About this task
Would you write out all of the data exactly as it appears below?

Provided entries
┌──
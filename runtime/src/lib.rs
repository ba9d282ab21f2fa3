//! # Baggage Tracker Runtime
//!
//! The moving parts between the two subsystems.
//!
//! ## Core Components
//!
//! - **Baggage side**: [`baggage::BaggageService`] commits status changes with
//!   an outbox row, [`publisher::ChangePublisher`] puts them on the bus and
//!   [`outbox::OutboxDispatcher`] retries whatever did not make it
//! - **Passenger side**: [`subscriber::SubscriberPool`] feeds records to
//!   [`subscriber::ChangeSubscriber`], which deduplicates and hands
//!   notifications to [`passenger::PassengerService`]
//! - **Shared**: [`retry::RetryPolicy`], [`metrics`]
//!
//! ## Example
//!
//! ```
//! use baggage_tracker_core::environment::SystemClock;
//! use baggage_tracker_core::{NewBaggage, PassengerId, BaggageStatus};
//! use baggage_tracker_runtime::baggage::BaggageService;
//! use baggage_tracker_runtime::publisher::ChangePublisher;
//! use baggage_tracker_testing::{InMemoryBaggageRepository, InMemoryEventBus};
//! use std::sync::Arc;
//!
//! # async fn example() -> Result<(), Box<dyn std::error::Error>> {
//! let repo = InMemoryBaggageRepository::new();
//! let bus = InMemoryEventBus::new();
//! let service = BaggageService::new(
//!     Arc::new(repo.clone()),
//!     Arc::new(repo),
//!     Arc::new(ChangePublisher::new(Arc::new(bus.clone()), "baggage-state-change")),
//!     Arc::new(SystemClock),
//! );
//!
//! let bag = service.create_baggage(NewBaggage::new(PassengerId::new(100), 20)).await?;
//! let bag = service.claim_baggage(bag.id).await?;
//! assert_eq!(bag.status, BaggageStatus::Claimed);
//! assert_eq!(bus.published("baggage-state-change").len(), 1);
//! # Ok(())
//! # }
//! ```

/// Producer-side baggage operations
pub mod baggage;

/// Bus-backed dead-letter destination
pub mod dead_letter;

/// Prometheus metrics for observability
pub mod metrics;

/// Outbox dispatcher and reconciliation sweep
pub mod outbox;

/// Consumer-side passenger notifications
pub mod passenger;

/// Change publisher
pub mod publisher;

/// Retry logic with exponential backoff
pub mod retry;

/// Change subscriber and its worker pool
pub mod subscriber;

pub use baggage::{BaggageService, BaggageServiceError};
pub use dead_letter::BusDeadLetterSink;
pub use outbox::{DispatchReport, OutboxDispatcher};
pub use passenger::{PassengerService, PassengerServiceError};
pub use publisher::{ChangePublisher, PublishError, Published};
pub use retry::RetryPolicy;
pub use subscriber::{ChangeSubscriber, ConsumeError, ProcessingOutcome, SubscriberPool};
└──
Answer for this exercise
filename runtime/src/lib.rs
repository ba9d282ab21f2fa3
//! # Baggage Tracker Runtime
//!
//! The moving parts between the two subsystems.
//!
//! ## Core Components
//!
//! - **Baggage side**: [`baggage::BaggageService`] commits status changes with
//!   an outbox row, [`publisher::ChangePublisher`] puts them on the bus and
//!   [`outbox::OutboxDispatcher`] retries whatever did not make it
//! - **Passenger side**: [`subscriber::SubscriberPool`] feeds records to
//!   [`subscriber::ChangeSubscriber`], which deduplicates and hands
//!   notifications to [`passenger::PassengerService`]
//! - **Shared**: [`retry::RetryPolicy`], [`metrics`]
//!
//! ## Example
//!
//! ```
//! use baggage_tracker_core::environment::SystemClock;
//! use baggage_tracker_core::{NewBaggage, PassengerId, BaggageStatus};
//! use baggage_tracker_runtime::baggage::BaggageService;
//! use baggage_tracker_runtime::publisher::ChangePublisher;
//! use baggage_tracker_testing::{InMemoryBaggageRepository, InMemoryEventBus};
//! use std::sync::Arc;
//!
//! # async fn example() -> Result<(), Box<dyn std::error::Error>> {
//! let repo = InMemoryBaggageRepository::new();
//! let bus = InMemoryEventBus::new();
//! let service = BaggageService::new(
//!     Arc::new(repo.clone()),
//!     Arc::new(repo),
//!     Arc::new(ChangePublisher::new(Arc::new(bus.clone()), "baggage-state-change")),
//!     Arc::new(SystemClock),
//! );
//!
//! let bag = service.create_baggage(NewBaggage::new(PassengerId::new(100), 20)).await?;
//! let bag = service.claim_baggage(bag.id).await?;
//! assert_eq!(bag.status, BaggageStatus::Claimed);
//! assert_eq!(bus.published("baggage-state-change").len(), 1);
//! # Ok(())
//! # }
//! ```

/// Producer-side baggage operations
pub mod baggage;

/// Bus-backed dead-letter destination
pub mod dead_letter;

/// Prometheus metrics for observability
pub mod metrics;

/// Outbox dispatcher and reconciliation sweep
pub mod outbox;

/// Consumer-side passenger notifications
pub mod passenger;

/// Change publisher
pub mod publisher;

/// Retry logic with exponential backoff
pub mod retry;

/// Change subscriber and its worker pool
pub mod subscriber;

pub use baggage::{BaggageService, BaggageServiceError};
pub use dead_letter::BusDeadLetterSink;
pub use outbox::{DispatchReport, OutboxDispatcher};
pub use passenger::{PassengerService, PassengerServiceError};
pub use publisher::{ChangePublisher, PublishError, Published};
pub use retry::RetryPolicy;
pub use subscriber::{ChangeSubscriber, ConsumeError, ProcessingOutcome, SubscriberPool};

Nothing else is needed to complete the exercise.